You said 'good women'.
Discussion
I don't associate with bad men or women.
How do you avoid them in the workplace?
I don't avoid bad people in the workplace. I act like an adult and deal with them as appropriately as I can. That rarely involves bringing in a third party. I give people small tests that tell me whether they will accept my personality or not. If they fail, I keep our interactions brief and focused only on what's relevant to our work. If they pass, I slowly open up more and test until I know the limit of our relationship. This can be exhausting in large numbers, but I've mostly worked on smaller teams. To be clear, not everyone I limit my interactions with are bad people. They're just inconsistent with my personality. I've actually met very few people I consider bad at their core. And bad is a loose term that I'm in no mood to explore here. Everyone will have an opinion on it. Values are key to measuring people for yourself.

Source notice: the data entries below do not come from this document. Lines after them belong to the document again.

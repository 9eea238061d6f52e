use serde::Serialize;
use sqlx::{Row, SqlitePool};

use crate::schema::PROGRESS_TABLE;
use crate::{AppError, AppResult};

/// Resumable cursor for one model: rows before `offset` are done.
#[derive(Debug, Clone, PartialEq, Eq, Serialize)]
pub struct ModelProgress {
    pub model_id: String,
    pub offset: i64,
    pub completed: bool,
}

#[derive(Clone)]
pub struct ProgressLedger {
    pool: SqlitePool,
}

impl ProgressLedger {
    pub fn new(pool: SqlitePool) -> Self {
        Self { pool }
    }

    pub async fn get(&self, model_id: &str) -> AppResult<Option<ModelProgress>> {
        let row = sqlx::query(&format!(
            "SELECT fk_model_id, \"offset\", completed FROM {PROGRESS_TABLE} WHERE fk_model_id = ?1"
        ))
        .bind(model_id)
        .fetch_optional(&self.pool)
        .await
        .map_err(|err| {
            AppError::from(err)
                .with_context("operation", "progress_get")
                .with_context("model_id", model_id.to_string())
        })?;

        row.map(|row| -> AppResult<ModelProgress> {
            Ok(ModelProgress {
                model_id: row.try_get("fk_model_id")?,
                offset: row.try_get("offset")?,
                completed: row.try_get("completed")?,
            })
        })
        .transpose()
    }

    /// Return the stored cursor, creating one at offset 0 on first sight.
    pub async fn load_or_init(&self, model_id: &str) -> AppResult<ModelProgress> {
        sqlx::query(&format!(
            "INSERT INTO {PROGRESS_TABLE} (fk_model_id, \"offset\") VALUES (?1, 0)
             ON CONFLICT(fk_model_id) DO NOTHING"
        ))
        .bind(model_id)
        .execute(&self.pool)
        .await
        .map_err(|err| {
            AppError::from(err)
                .with_context("operation", "progress_init")
                .with_context("model_id", model_id.to_string())
        })?;

        self.get(model_id).await?.ok_or_else(|| {
            AppError::new("PROGRESS/MISSING", "Progress row vanished after initialisation.")
                .with_context("model_id", model_id.to_string())
        })
    }

    /// Persist a new offset. Offsets only move forward and a completed model
    /// is never advanced; returns whether the stored cursor moved.
    pub async fn advance(&self, model_id: &str, offset: i64) -> AppResult<bool> {
        let result = sqlx::query(&format!(
            "UPDATE {PROGRESS_TABLE} SET \"offset\" = ?1
             WHERE fk_model_id = ?2 AND completed = 0 AND \"offset\" < ?1"
        ))
        .bind(offset)
        .bind(model_id)
        .execute(&self.pool)
        .await
        .map_err(|err| {
            AppError::from(err)
                .with_context("operation", "progress_advance")
                .with_context("model_id", model_id.to_string())
                .with_context("offset", offset.to_string())
        })?;
        Ok(result.rows_affected() == 1)
    }

    /// Terminal. Creates the row when the model was never walked.
    pub async fn mark_completed(&self, model_id: &str) -> AppResult<()> {
        sqlx::query(&format!(
            "INSERT INTO {PROGRESS_TABLE} (fk_model_id, \"offset\", completed) VALUES (?1, 0, 1)
             ON CONFLICT(fk_model_id) DO UPDATE SET completed = 1"
        ))
        .bind(model_id)
        .execute(&self.pool)
        .await
        .map_err(|err| {
            AppError::from(err)
                .with_context("operation", "progress_mark_completed")
                .with_context("model_id", model_id.to_string())
        })?;
        Ok(())
    }

    /// Operator escape hatch: forget the cursor so the model is walked again.
    pub async fn reset(&self, model_id: &str) -> AppResult<()> {
        sqlx::query(&format!(
            "UPDATE {PROGRESS_TABLE} SET \"offset\" = 0, completed = 0 WHERE fk_model_id = ?1"
        ))
        .bind(model_id)
        .execute(&self.pool)
        .await
        .map_err(|err| {
            AppError::from(err)
                .with_context("operation", "progress_reset")
                .with_context("model_id", model_id.to_string())
        })?;
        Ok(())
    }
}

#[cfg(test)]
mod tests {
    use super::*;
    use crate::schema::ensure_work_tables;
    use sqlx::sqlite::SqlitePoolOptions;

    async fn ledger() -> ProgressLedger {
        let pool = SqlitePoolOptions::new()
            .max_connections(1)
            .connect("sqlite::memory:")
            .await
            .unwrap();
        ensure_work_tables(&pool).await.unwrap();
        ProgressLedger::new(pool)
    }

    #[tokio::test]
    async fn load_or_init_is_idempotent() {
        let ledger = ledger().await;
        let first = ledger.load_or_init("md_1").await.unwrap();
        assert_eq!(first.offset, 0);
        assert!(!first.completed);

        ledger.advance("md_1", 10).await.unwrap();
        let again = ledger.load_or_init("md_1").await.unwrap();
        assert_eq!(again.offset, 10, "existing cursor must be kept");
    }

    #[tokio::test]
    async fn advance_never_moves_backwards() {
        let ledger = ledger().await;
        ledger.load_or_init("md_1").await.unwrap();
        assert!(ledger.advance("md_1", 20).await.unwrap());
        assert!(!ledger.advance("md_1", 10).await.unwrap());
        assert_eq!(ledger.get("md_1").await.unwrap().unwrap().offset, 20);
    }

    #[tokio::test]
    async fn completed_model_is_frozen_until_reset() {
        let ledger = ledger().await;
        ledger.load_or_init("md_1").await.unwrap();
        ledger.advance("md_1", 10).await.unwrap();
        ledger.mark_completed("md_1").await.unwrap();

        assert!(!ledger.advance("md_1", 30).await.unwrap());
        let frozen = ledger.get("md_1").await.unwrap().unwrap();
        assert_eq!(frozen.offset, 10);
        assert!(frozen.completed);

        ledger.reset("md_1").await.unwrap();
        let reset = ledger.get("md_1").await.unwrap().unwrap();
        assert_eq!(reset.offset, 0);
        assert!(!reset.completed);
    }

    #[tokio::test]
    async fn completing_an_unseen_model_records_it() {
        let ledger = ledger().await;
        ledger.mark_completed("md_new").await.unwrap();
        let stored = ledger.get("md_new").await.unwrap().unwrap();
        assert!(stored.completed);
        assert_eq!(stored.offset, 0);
    }
}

I get what your saying but the "I don't associate" seems like hardly ever a possible solution in the workplace. You're strategy seems pretty solid. That said, I think I ran into situations that would've gone beyond this scope/goal.

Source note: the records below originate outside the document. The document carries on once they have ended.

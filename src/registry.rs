use async_trait::async_trait;
use serde::Serialize;
use sqlx::SqlitePool;
use uuid::Uuid;

use crate::catalog::sqlite::FILE_REFERENCES_TABLE;
use crate::catalog::ScopeContext;
use crate::time::now_ms;
use crate::{AppError, AppResult};

/// A registry entry to be appended.
#[derive(Debug, Clone, Default, PartialEq, Eq, Serialize)]
pub struct NewFileReference {
    pub storage: String,
    pub file_url: String,
    pub file_size: Option<i64>,
    pub source_id: Option<String>,
    pub model_id: Option<String>,
    pub column_id: Option<String>,
    pub is_external: bool,
    pub deleted: bool,
}

/// The host system's global file-reference registry. This crate only ever
/// appends to it.
#[async_trait]
pub trait FileReferenceRegistry: Send + Sync {
    /// Id of any entry recorded for `file_url` under `storage`.
    async fn find(&self, file_url: &str, storage: &str) -> AppResult<Option<String>>;

    /// Append an entry and return its generated id.
    async fn insert(&self, scope: &ScopeContext, entry: &NewFileReference) -> AppResult<String>;
}

#[derive(Clone)]
pub struct SqliteRegistry {
    pool: SqlitePool,
}

impl SqliteRegistry {
    pub fn new(pool: SqlitePool) -> Self {
        Self { pool }
    }
}

#[async_trait]
impl FileReferenceRegistry for SqliteRegistry {
    async fn find(&self, file_url: &str, storage: &str) -> AppResult<Option<String>> {
        sqlx::query_scalar(&format!(
            "SELECT id FROM {FILE_REFERENCES_TABLE} WHERE file_url = ?1 AND storage = ?2 LIMIT 1"
        ))
        .bind(file_url)
        .bind(storage)
        .fetch_optional(&self.pool)
        .await
        .map_err(|err| {
            AppError::from(err)
                .with_context("operation", "registry_find")
                .with_context("file_url", file_url.to_string())
        })
    }

    async fn insert(&self, scope: &ScopeContext, entry: &NewFileReference) -> AppResult<String> {
        let id = Uuid::now_v7().to_string();
        sqlx::query(&format!(
            "INSERT INTO {FILE_REFERENCES_TABLE} (
                id, fk_workspace_id, base_id, source_id, fk_model_id, fk_column_id,
                storage, file_url, file_size, is_external, deleted, created_at
            ) VALUES (?1, ?2, ?3, ?4, ?5, ?6, ?7, ?8, ?9, ?10, ?11, ?12)"
        ))
        .bind(&id)
        .bind(scope.workspace_id.as_deref())
        .bind(&scope.base_id)
        .bind(entry.source_id.as_deref())
        .bind(entry.model_id.as_deref())
        .bind(entry.column_id.as_deref())
        .bind(&entry.storage)
        .bind(&entry.file_url)
        .bind(entry.file_size)
        .bind(entry.is_external)
        .bind(entry.deleted)
        .bind(now_ms())
        .execute(&self.pool)
        .await
        .map_err(|err| {
            AppError::new("REGISTRY/INSERT", "Failed to record file reference.")
                .with_context("file_url", entry.file_url.clone())
                .with_context("base_id", scope.base_id.clone())
                .with_cause(err)
        })?;
        Ok(id)
    }
}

I'm not a guru. I don't have all the answers. I just deal with stuff as it comes up like anyone else. I think you're confusing association with interaction. Association to me means to build a relationship beyond what is strictly necessary. I have to interact with people I don't like all the time. That doesn't mean I am powerless. I can have boundaries and limits. At times that has meant leaving a company. You can't avoid that without being the only human on the planet. Even then I'll eventually piss myself off 😂
To be more clear, I may interact with thieves when they rob me, but that doesn't mean I associate with thieves.
Yup, thanks. You definitely refined your explanation. I understand better what you were trying to tell me.
I could write a book on this topic I'm sure. Lol It's hard to type on a phone in depth explanations like this. I appreciate the opportunity to clarify and think deeper on it.
Admittedly, my freedom in this regard has improved with age, technology, and wealth. I can limit interactions I don't like more than ever before. That privilege isn't lost on me. Just do the best you can with what you have.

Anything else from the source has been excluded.